BEGIN Source records

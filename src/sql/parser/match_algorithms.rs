//! Matching algorithms shared by the grammar elements
//!
//! Index helpers for skipping non-code, the longest-match selection used by
//! `OneOf`/`AnyNumberOf`/`Delimited`, and the bracket-aware forward search
//! behind greedy matching and terminator trimming.

use crate::sql::errors::SqlParseError;
use crate::sql::parser::context::ParseContext;
use crate::sql::parser::grammar::{NodeId, ResolvedBracket};
use crate::sql::parser::match_result::{MatchResult, Matched, Span};
use crate::sql::parser::matchable::match_node;
use crate::sql::segments::{Segment, SyntaxKind, SyntaxSet};
use rustc_hash::FxHashMap;

/// First index at or after `start_idx` holding code, or `max_idx`.
pub fn skip_start_index_forward_to_code(
    segments: &[Segment],
    start_idx: usize,
    max_idx: usize,
) -> usize {
    let mut idx = start_idx;
    while idx < max_idx && !segments[idx].is_code() {
        idx += 1;
    }
    idx
}

/// Stop index moved back over trailing non-code, not below `min_idx`.
pub fn skip_stop_index_backward_to_code(
    segments: &[Segment],
    stop_idx: usize,
    min_idx: usize,
) -> usize {
    let mut idx = stop_idx;
    while idx > min_idx && !segments[idx - 1].is_code() {
        idx -= 1;
    }
    idx
}

/// First whitespace-separated word of the segment's uppercased raw text.
pub fn first_trimmed_raw(segment: &Segment) -> String {
    segment
        .raw_upper()
        .split_whitespace()
        .next()
        .unwrap_or_default()
        .to_string()
}

/// Raw text and class types of the first segment from `start_idx` that has
/// visible text.
pub fn first_non_whitespace(segments: &[Segment], start_idx: usize) -> Option<(String, SyntaxSet)> {
    segments.get(start_idx..)?.iter().find_map(|segment| {
        segment
            .first_non_whitespace_raw_upper()
            .map(|raw| (raw, segment.class_types()))
    })
}

fn option_matches_first_token(
    ctx: &ParseContext<'_>,
    option: NodeId,
    first: Option<&(String, SyntaxSet)>,
) -> bool {
    let Some((raw, types)) = first else {
        return true;
    };
    match ctx.grammar.simple(option) {
        Some(simple) => simple.admits(raw, types),
        None => true,
    }
}

/// Try every matcher at `idx` and keep the best result.
///
/// Matchers whose first-token set rules them out are skipped. The longest
/// clean match wins and ties go to the earliest matcher. A match reaching the
/// end of `segments`, or followed by one of the active terminators, ends the
/// search early.
pub fn longest_match(
    segments: &[Segment],
    matchers: &[NodeId],
    idx: usize,
    ctx: &mut ParseContext<'_>,
) -> Result<(MatchResult, Option<NodeId>), SqlParseError> {
    let max_idx = segments.len();
    if matchers.is_empty() || idx >= max_idx {
        return Ok((MatchResult::empty_at(idx), None));
    }

    let first = first_non_whitespace(segments, idx);
    let available: Vec<NodeId> = matchers
        .iter()
        .copied()
        .filter(|m| option_matches_first_token(ctx, *m, first.as_ref()))
        .collect();
    if available.is_empty() {
        return Ok((MatchResult::empty_at(idx), None));
    }

    let mut best = MatchResult::empty_at(idx);
    let mut best_matcher = None;
    for (seen, matcher) in available.iter().copied().enumerate() {
        let result = match ctx.check_parse_cache(idx, max_idx, matcher) {
            Some(cached) => cached,
            None => {
                let computed = match_node(matcher, segments, idx, ctx)?;
                ctx.put_parse_cache(idx, max_idx, matcher, computed.clone());
                computed
            }
        };

        if result.has_match() && result.span.end == max_idx && result.is_clean {
            return Ok((result, Some(matcher)));
        }

        if result.is_better_than(&best) {
            best = result;
            best_matcher = Some(matcher);

            if seen + 1 == available.len() {
                break;
            }
            if !ctx.terminators.is_empty() {
                let next_code = skip_start_index_forward_to_code(segments, best.span.end, max_idx);
                if next_code == max_idx {
                    break;
                }
                let terminators = ctx.terminators.clone();
                let mut terminated = false;
                for terminator in terminators {
                    if match_node(terminator, segments, next_code, ctx)?.has_match() {
                        terminated = true;
                        break;
                    }
                }
                if terminated {
                    break;
                }
            }
        }
    }

    Ok((best, best_matcher))
}

/// Lookup from first token to the matchers that could start with it.
struct FirstTokenIndex {
    by_raw: FxHashMap<String, Vec<usize>>,
    by_type: Vec<(SyntaxKind, Vec<usize>)>,
}
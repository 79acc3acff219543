//! Position markers linking segments back to their files
//!
//! Every segment records where it sits in the templated file (what the parser
//! saw) and in the source file (what the user wrote). Both are byte ranges,
//! plus a "working" line/position that tracks where the segment is in the
//! current, possibly edited, view of the file.

use crate::sql::templated::TemplatedFile;
use std::cmp::Ordering;
use std::fmt;
use std::ops::Range;
use std::rc::Rc;

#[derive(Clone)]
pub struct PositionMarker {
    pub source_slice: Range<usize>,
    pub templated_slice: Range<usize>,
    pub templated_file: Rc<TemplatedFile>,
    pub working_line_no: usize,
    pub working_line_pos: usize,
}

impl PositionMarker {
    /// Build a marker. Without an explicit working location the templated
    /// position is used.
    pub fn new(
        source_slice: Range<usize>,
        templated_slice: Range<usize>,
        templated_file: Rc<TemplatedFile>,
        working_loc: Option<(usize, usize)>,
    ) -> Self {
        let (working_line_no, working_line_pos) = working_loc.unwrap_or_else(|| {
            templated_file.get_line_pos_of_char_pos(templated_slice.start, false)
        });
        Self {
            source_slice,
            templated_slice,
            templated_file,
            working_line_no,
            working_line_pos,
        }
    }

    /// A zero-length marker.
    pub fn from_point(
        source_point: usize,
        templated_point: usize,
        templated_file: Rc<TemplatedFile>,
        working_loc: Option<(usize, usize)>,
    ) -> Self {
        Self::new(
            source_point..source_point,
            templated_point..templated_point,
            templated_file,
            working_loc,
        )
    }

    /// The marker spanning a set of child markers, or `None` without any.
    pub fn from_child_markers<'a, I>(markers: I) -> Option<Self>
    where
        I: IntoIterator<Item = &'a PositionMarker>,
    {
        let mut iter = markers.into_iter();
        let first = iter.next()?;
        let mut source = first.source_slice.clone();
        let mut templated = first.templated_slice.clone();
        let mut working = first.working_loc();
        for marker in iter {
            source.start = source.start.min(marker.source_slice.start);
            source.end = source.end.max(marker.source_slice.end);
            templated.start = templated.start.min(marker.templated_slice.start);
            templated.end = templated.end.max(marker.templated_slice.end);
            working = working.min(marker.working_loc());
        }
        Some(Self::new(
            source,
            templated,
            first.templated_file.clone(),
            Some(working),
        ))
    }

    /// 1-indexed (line, position) of the start in the source file.
    pub fn source_position(&self) -> (usize, usize) {
        self.templated_file
            .get_line_pos_of_char_pos(self.source_slice.start, true)
    }

    /// 1-indexed (line, position) of the start in the templated file.
    pub fn templated_position(&self) -> (usize, usize) {
        self.templated_file
            .get_line_pos_of_char_pos(self.templated_slice.start, false)
    }

    pub fn working_loc(&self) -> (usize, usize) {
        (self.working_line_no, self.working_line_pos)
    }

    /// The working location just after `raw`, starting from this marker.
    pub fn working_loc_after(&self, raw: &str) -> (usize, usize) {
        Self::infer_next_position(raw, self.working_line_no, self.working_line_pos)
    }

    pub fn line_no(&self) -> usize {
        self.source_position().0
    }

    pub fn line_pos(&self) -> usize {
        self.source_position().1
    }

    pub fn start_point_marker(&self) -> Self {
        Self::from_point(
            self.source_slice.start,
            self.templated_slice.start,
            self.templated_file.clone(),
            Some(self.working_loc()),
        )
    }

    pub fn end_point_marker(&self) -> Self {
        Self::from_point(
            self.source_slice.end,
            self.templated_slice.end,
            self.templated_file.clone(),
            None,
        )
    }

    pub fn is_point(&self) -> bool {
        self.source_slice.is_empty() && self.templated_slice.is_empty()
    }

    /// Line and position after reading `raw` from `(line_no, line_pos)`.
    pub fn infer_next_position(raw: &str, line_no: usize, line_pos: usize) -> (usize, usize) {
        if raw.is_empty() {
            return (line_no, line_pos);
        }
        let newlines = raw.matches('\n').count();
        if newlines == 0 {
            (line_no, line_pos + raw.len())
        } else {
            let tail = raw.rsplit('\n').next().unwrap_or_default();
            (line_no + newlines, tail.len() + 1)
        }
    }

    /// A point marker `raw.len()` bytes further on in both files.
    pub fn advance_by(&self, raw: &str) -> Self {
        let source = self.source_slice.start + raw.len();
        let templated = self.templated_slice.start + raw.len();
        Self::from_point(
            source,
            templated,
            self.templated_file.clone(),
            Some(self.working_loc_after(raw)),
        )
    }

    /// True unless the marked source region is (partly) template code.
    pub fn is_literal(&self) -> bool {
        self.templated_file
            .is_source_slice_literal(&self.source_slice)
    }

    pub fn source_str(&self) -> &str {
        self.templated_file
            .source_str
            .get(self.source_slice.clone())
            .unwrap_or_default()
    }

    pub fn templated_str(&self) -> &str {
        self.templated_file
            .templated_str
            .get(self.templated_slice.clone())
            .unwrap_or_default()
    }

    /// Whether `next` starts exactly where this marker ends in the templated file.
    pub fn is_contiguous_with(&self, next: &PositionMarker) -> bool {
        self.templated_slice.end == next.templated_slice.start
    }

    pub fn to_source_string(&self) -> String {
        let (line_no, line_pos) = self.source_position();
        format!("[L:{:3}, P:{:3}]", line_no, line_pos)
    }
}

impl fmt::Display for PositionMarker {
    fn fmt(&self, f: &mut fmt::Formatter<'_>) -> fmt::Result {
        f.write_str(&self.to_source_string())
    }
}

impl fmt::Debug for PositionMarker {
    fn fmt(&self, f: &mut fmt::Formatter<'_>) -> fmt::Result {
        f.debug_struct("PositionMarker")
            .field("source_slice", &self.source_slice)
            .field("templated_slice", &self.templated_slice)
            .field("working_loc", &self.working_loc())
            .finish()
    }
}

impl PartialEq for PositionMarker {
    fn eq(&self, other: &Self) -> bool {
        self.source_slice == other.source_slice
            && self.templated_slice == other.templated_slice
            && self.working_loc() == other.working_loc()
    }
}

impl PartialOrd for PositionMarker {
    fn partial_cmp(&self, other: &Self) -> Option<Ordering> {
        Some(self.working_loc().cmp(&other.working_loc()))
    }
}

#[cfg(test)]
mod tests {
    use super::*;
    use rstest::rstest;

    fn file(text: &str) -> Rc<TemplatedFile> {
        Rc::new(TemplatedFile::from_string(text))
    }

    #[rstest]
    #[case("", (1, 1), (1, 1))]
    #[case("foo", (1, 1), (1, 4))]
    #[case("foo\nbar", (1, 1), (2, 4))]
    #[case("\n", (3, 7), (4, 1))]
    #[case("a\n\nbc", (2, 2), (4, 3))]
    fn test_infer_next_position(
        #[case] raw: &str,
        #[case] start: (usize, usize),
        #[case] end: (usize, usize),
    ) {
        assert_eq!(PositionMarker::infer_next_position(raw, start.0, start.1), end);
    }

    #[test]
    fn test_working_loc_defaults_to_templated_position() {
        let marker = PositionMarker::new(7..10, 7..10, file("select\nfoo"), None);
        assert_eq!(marker.working_loc(), (2, 1));
        assert_eq!(marker.source_position(), (2, 1));
        assert_eq!(marker.source_str(), "foo");
        assert_eq!(marker.to_source_string(), "[L:  2, P:  1]");
    }

    #[test]
    fn test_advance_by_reaches_end_point() {
        let f = file("select\nfoo");
        let marker = PositionMarker::new(0..10, 0..10, f, None);
        let advanced = marker.start_point_marker().advance_by("select\nfoo");
        assert_eq!(advanced, marker.end_point_marker());
        assert!(advanced.is_point());
    }

    #[test]
    fn test_from_child_markers_spans_children() {
        let f = file("select 1");
        let a = PositionMarker::new(0..6, 0..6, f.clone(), None);
        let b = PositionMarker::new(7..8, 7..8, f, None);
        let parent = PositionMarker::from_child_markers([&b, &a]).expect("non-empty");
        assert_eq!(parent.source_slice, 0..8);
        assert_eq!(parent.templated_slice, 0..8);
        assert_eq!(parent.working_loc(), (1, 1));
        let next = PositionMarker::new(6..7, 6..7, parent.templated_file.clone(), None);
        assert!(a.is_contiguous_with(&next));
        assert!(PositionMarker::from_child_markers(std::iter::empty()).is_none());
    }
}
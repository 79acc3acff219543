//! Mapping between a templated file and the source it was rendered from
//!
//! A [`TemplatedFile`] keeps both views of a file plus the slice maps that
//! relate them: `sliced_file` pairs every region of the templated text with the
//! source region that produced it, `raw_sliced` describes the source as a run
//! of literal text, template expressions, comments and block tags.
//!
//! Untemplated input gets the identity mapping from [`TemplatedFile::from_string`].

use crate::sql::errors::TemplateError;
use std::fmt;
use std::ops::Range;

/// How a region of the source relates to the templated output.
#[derive(Debug, Clone, Copy, PartialEq, Eq, Hash)]
pub enum SliceType {
    Literal,
    Templated,
    Comment,
    BlockStart,
    BlockMid,
    BlockEnd,
}

impl SliceType {
    pub fn as_str(&self) -> &'static str {
        match self {
            SliceType::Literal => "literal",
            SliceType::Templated => "templated",
            SliceType::Comment => "comment",
            SliceType::BlockStart => "block_start",
            SliceType::BlockMid => "block_mid",
            SliceType::BlockEnd => "block_end",
        }
    }

    /// Slice types that exist only in the source and render to nothing.
    pub fn is_source_only(&self) -> bool {
        matches!(
            self,
            SliceType::Comment | SliceType::BlockStart | SliceType::BlockMid | SliceType::BlockEnd
        )
    }
}

impl fmt::Display for SliceType {
    fn fmt(&self, f: &mut fmt::Formatter<'_>) -> fmt::Result {
        f.write_str(self.as_str())
    }
}

/// Identifies the template block (e.g. one loop) a tag belongs to.
#[derive(Debug, Clone, Copy, PartialEq, Eq, Hash, PartialOrd, Ord)]
pub struct BlockUuid(pub u32);

/// A slice of the raw source file.
#[derive(Debug, Clone, PartialEq, Eq)]
pub struct RawFileSlice {
    pub raw: String,
    pub slice_type: SliceType,
    pub source_idx: usize,
    /// Index of the enclosing block, counted through the file.
    pub block_idx: usize,
    pub block_uuid: Option<BlockUuid>,
}

impl RawFileSlice {
    pub fn new(raw: impl Into<String>, slice_type: SliceType, source_idx: usize) -> Self {
        Self {
            raw: raw.into(),
            slice_type,
            source_idx,
            block_idx: 0,
            block_uuid: None,
        }
    }

    pub fn with_block(mut self, block_idx: usize, block_uuid: Option<BlockUuid>) -> Self {
        self.block_idx = block_idx;
        self.block_uuid = block_uuid;
        self
    }

    pub fn end_source_idx(&self) -> usize {
        self.source_idx + self.raw.len()
    }

    pub fn source_slice(&self) -> Range<usize> {
        self.source_idx..self.end_source_idx()
    }
}

/// A region of the templated file and the source region it came from.
#[derive(Debug, Clone, PartialEq, Eq)]
pub struct TemplatedFileSlice {
    pub slice_type: SliceType,
    pub source_slice: Range<usize>,
    pub templated_slice: Range<usize>,
}

impl TemplatedFileSlice {
    pub fn new(
        slice_type: SliceType,
        source_slice: Range<usize>,
        templated_slice: Range<usize>,
    ) -> Self {
        Self {
            slice_type,
            source_slice,
            templated_slice,
        }
    }
}

#[derive(Debug, Clone)]
pub struct TemplatedFile {
    pub source_str: String,
    pub templated_str: String,
    pub fname: String,
    pub sliced_file: Vec<TemplatedFileSlice>,
    pub raw_sliced: Vec<RawFileSlice>,
    source_newlines: Vec<usize>,
    templated_newlines: Vec<usize>,
}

END Source records

* **Activity**: The lines above that hold the string "them" are to be located and copied.

* **Reply to the exercise**:
/// Matchers whose first-token set rules them out are skipped. The longest
//! relate them: `sliced_file` pairs every region of the templated text with the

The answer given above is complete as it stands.